Infection of Aedes aegypti mosquitoes with midgut-attenuated sindbis virus reduces, but does not eliminate, disseminated infection

Arboviruses are transmitted by specific vectors, and the reasons for this specificity are not fully understood. One contributing factor is the existence of tissue barriers within the vector such as the midgut escape barrier. We used microRNA (miRNA) targeting of Sindbis virus (SINV) to study how replication in midgut cells contributes to overcoming this barrier in the mosquito Aedes aegypti. SINV constructs were designed to be attenuated specifically in midgut cells by inserting binding sites for midgut-specific miRNAs into either the 39 untranslated region (MRE39miRT) or the structural open reading frame (MRE-ORFmiRT) of the SINV genome. Both miRNA-targeted viruses replicated less efficiently than control viruses in the presence of these miRNAs. When mosquitoes were given infectious blood meals containing miRNA-targeted viruses, only around 20% (MRE39miRT) or 40% (MREORFmiRT) of mosquitoes developed disseminated infection. In contrast, dissemination occurred in almost all mosquitoes fed control viruses.
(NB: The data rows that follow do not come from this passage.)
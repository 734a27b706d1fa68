//! Strategy evolution: mutate the best performer, trial the child, and
//! promote or retire on realized results.
//!
//! Each pass ranks registered strategies by realized win rate over the
//! trailing performance window, derives a child of the best performer
//! with parameters jittered up to 20%, and registers it for trial.
//! A trial child is judged only after it has enough realized trades:
//! if its win rate strictly beats the parent's, the parent is retired;
//! otherwise the child is.

use std::collections::BTreeMap;
use std::sync::Arc;

use async_trait::async_trait;
use parking_lot::Mutex;
use rand::rngs::StdRng;
use rand::{Rng, SeedableRng};
use rust_decimal::Decimal;
use rust_decimal_macros::dec;
use tokio::sync::watch;
use tokio::time::{interval, Duration, MissedTickBehavior};
use tracing::{debug, info, warn};

use crate::config::{Config, EvolutionConfig};
use crate::domain::{StrategyBlueprint, TestResults, TradeRecord};
use crate::engine::DemoTradingEngine;
use crate::error::Result;
use crate::store::KnowledgeStore;

use super::generator::backtest;
use super::Agent;

/// Maximum relative parameter perturbation per mutation.
const MUTATION_SPAN: f64 = 0.2;

/// Outcome of judging a trial child against its parent.
#[derive(Debug, Clone, Copy, PartialEq, Eq)]
pub enum Verdict {
    /// Child dominates: retire the parent.
    PromoteChild,
    /// Child underperforms: retire the child.
    RetireChild,
    /// Not enough realized trades yet.
    Wait,
}

/// Judge a trial child. Promotion requires a strictly better win rate
/// over at least the configured sample minimum.
#[must_use]
pub fn judge(child: &TestResults, parent: &TestResults, config: &EvolutionConfig) -> Verdict {
    if child.total_trades < config.min_trial_samples {
        return Verdict::Wait;
    }
    if child.win_rate > parent.win_rate {
        Verdict::PromoteChild
    } else {
        Verdict::RetireChild
    }
}

/// Hard bounds per parameter: mutation cannot drift an edge floor to
/// zero, a confidence floor past certainty, or a liquidity floor into
/// nonsense.
fn parameter_bounds(name: &str) -> (Decimal, Decimal) {
    match name {
        "min_edge" => (dec!(0.005), dec!(0.2)),
        "min_confidence" => (dec!(0.3), dec!(0.95)),
        "min_liquidity" => (dec!(100), dec!(100000)),
        _ => (Decimal::ZERO, Decimal::MAX),
    }
}

/// Jitter every parameter by up to `MUTATION_SPAN`, relative, then
/// clamp to its hard bounds.
fn mutate_parameters(
    rng: &mut StdRng,
    parameters: &BTreeMap<String, Decimal>,
) -> BTreeMap<String, Decimal> {
    parameters
        .iter()
        .map(|(name, value)| {
            let jitter = rng.gen_range(-MUTATION_SPAN..=MUTATION_SPAN);
            let factor = Decimal::try_from(1.0 + jitter).unwrap_or(Decimal::ONE);
            let (floor, ceiling) = parameter_bounds(name);
            (name.clone(), (*value * factor).clamp(floor, ceiling))
        })
        .collect()
}

pub struct EvolverAgent {
    config: Config,
    store: Arc<KnowledgeStore>,
    engine: Arc<DemoTradingEngine>,
    rng: Mutex<StdRng>,
}

impl EvolverAgent {
    #[must_use]
    pub fn new(
        config: Config,
        store: Arc<KnowledgeStore>,
        engine: Arc<DemoTradingEngine>,
        seed: u64,
    ) -> Self {
        Self {
            config,
            store,
            engine,
            rng: Mutex::new(StdRng::seed_from_u64(seed)),
        }
    }

    fn trailing_results(&self, strategy: &StrategyBlueprint) -> TestResults {
        let trades = self.engine.closed_trades_for(&strategy.id);
        let window = self.config.evolution.performance_window;
        let trailing: &[TradeRecord] = &trades[trades.len().saturating_sub(window)..];
        backtest(trailing, self.config.trading.initial_capital)
    }

    /// Settle open trials, then mutate the current best performer.
    pub fn evolve_pass(&self) -> Result<usize> {
        self.settle_trials();
        self.mutate_best()
    }

    fn settle_trials(&self) {
        for child in self.store.strategies() {
            let Some(parent_id) = child.parent.clone() else {
                continue;
            };
            let Some(parent) = self.store.get_strategy(&parent_id) else {
                // Parent already retired in an earlier trial.
                continue;
            };
            let child_results = self.trailing_results(&child);
            let parent_results = self.trailing_results(&parent);
            match judge(&child_results, &parent_results, &self.config.evolution) {
                Verdict::PromoteChild => {
                    info!(
                        child = %child.id,
                        parent = %parent.id,
                        child_win_rate = child_results.win_rate,
                        parent_win_rate = parent_results.win_rate,
                        "child promoted, parent retired"
                    );
                    self.store.retire_strategy(&parent_id);
                }
                Verdict::RetireChild => {
                    info!(
                        child = %child.id,
                        child_win_rate = child_results.win_rate,
                        "trial child retired"
                    );
                    self.store.retire_strategy(&child.id);
                }
                Verdict::Wait => {}
            }
        }
    }

    fn mutate_best(&self) -> Result<usize> {
        if self.store.strategy_count() >= self.config.evolution.max_strategies {
            debug!("registry at capacity, skipping mutation");
            return Ok(0);
        }
        let min_samples = self.config.evolution.min_trial_samples;
        let ranked = self
            .store
            .strategies()
            .into_iter()
            // Don't stack trials on a strategy already under one.
            .filter(|s| s.parent.is_none())
            .map(|s| {
                let results = self.trailing_results(&s);
                (s, results)
            })
            .filter(|(_, r)| r.total_trades >= min_samples)
            .max_by(|(_, a), (_, b)| {
                a.win_rate
                    .partial_cmp(&b.win_rate)
                    .unwrap_or(std::cmp::Ordering::Equal)
            });
        let Some((best, results)) = ranked else {
            return Ok(0);
        };

        let parameters = mutate_parameters(&mut self.rng.lock(), &best.parameters);
        let child = best.child(format!("{}_mut", best.name), parameters);
        info!(
            parent = %best.id,
            child = %child.id,
            parent_win_rate = results.win_rate,
            "registering mutated child for trial"
        );
        self.store.put_strategy(child)?;
        Ok(1)
    }
}

#[async_trait]
impl Agent for EvolverAgent {
    fn name(&self) -> &'static str {
        "evolver"
    }

    async fn run(&self, mut shutdown: watch::Receiver<bool>) -> Result<()> {
        let mut ticker = interval(Duration::from_secs(self.config.evolution.interval_secs));
        ticker.set_missed_tick_behavior(MissedTickBehavior::Skip);
        info!("evolver started");
        loop {
            tokio::select! {
                _ = ticker.tick() => {
                    match self.evolve_pass() {
                        Ok(mutated) if mutated > 0 => {
                            info!(mutated, "evolution pass registered trials");
                        }
                        Ok(_) => {}
                        Err(e) => warn!(error = %e, "evolution pass failed"),
                    }
                }
                _ = shutdown.changed() => {
                    if super::is_shutdown(&shutdown) {
                        info!("evolver stopped");
                        return Ok(());
                    }
                }
            }
        }
    }
}

#[cfg(test)]
mod tests {
    use super::*;
    use rust_decimal_macros::dec;

    fn results(win_rate: f64, total_trades: usize) -> TestResults {
        TestResults {
            win_rate,
            total_return: 0.0,
            sharpe_ratio: 0.0,
            max_drawdown: 0.05,
            total_trades,
        }
    }

    #[test]
    fn undertested_child_waits() {
        let config = EvolutionConfig::default();
        let verdict = judge(&results(0.9, 3), &results(0.5, 20), &config);
        assert_eq!(verdict, Verdict::Wait);
    }

    #[test]
    fn dominant_child_is_promoted() {
        let config = EvolutionConfig::default();
        let verdict = judge(&results(0.7, 8), &results(0.6, 20), &config);
        assert_eq!(verdict, Verdict::PromoteChild);
    }

    #[test]
    fn tied_child_is_retired() {
        // Strict dominance: a tie keeps the proven parent.
        let config = EvolutionConfig::default();
        let verdict = judge(&results(0.6, 8), &results(0.6, 20), &config);
        assert_eq!(verdict, Verdict::RetireChild);
    }

    #[test]
    fn mutation_stays_within_span() {
        let mut rng = StdRng::seed_from_u64(7);
        let parameters = BTreeMap::from([
            ("min_edge".to_string(), dec!(0.02)),
            ("min_confidence".to_string(), dec!(0.5)),
        ]);
        for _ in 0..100 {
            let mutated = mutate_parameters(&mut rng, &parameters);
            assert_eq!(mutated.len(), 2);
            for (name, original) in &parameters {
                let value = mutated[name];
                assert!(value >= *original * dec!(0.8) - dec!(0.000001));
                assert!(value <= *original * dec!(1.2) + dec!(0.000001));
            }
        }
    }

    #[test]
    fn mutation_clamps_to_parameter_bounds() {
        let mut rng = StdRng::seed_from_u64(19);
        // Values sitting on their bounds: jitter must not escape them.
        let parameters = BTreeMap::from([
            ("min_edge".to_string(), dec!(0.2)),
            ("min_confidence".to_string(), dec!(0.3)),
            ("min_liquidity".to_string(), dec!(100)),
        ]);
        for _ in 0..100 {
            let mutated = mutate_parameters(&mut rng, &parameters);
            assert!(mutated["min_edge"] <= dec!(0.2));
            assert!(mutated["min_confidence"] >= dec!(0.3));
            assert!(mutated["min_liquidity"] >= dec!(100));
        }
    }
}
Deep sequencing of virus populations from individual mosquitoes ruled out selection for mutations in the inserted target sequences as the cause for dissemination in these mosquitoes. In mosquitoes that became infected with miRNA-targeted viruses, titers were equivalent to those of mosquitoes infected with control virus in both the midgut and the carcass, and there was no evidence of a threshold titer necessary for dissemination. Instead, it appeared that if infection was successfully established in the midgut, replication and dissemination were largely normal. Our results support the hypothesis that replication is an important factor in allowing SINV to overcome the midgut escape barrier but hint that other factors are also likely involved.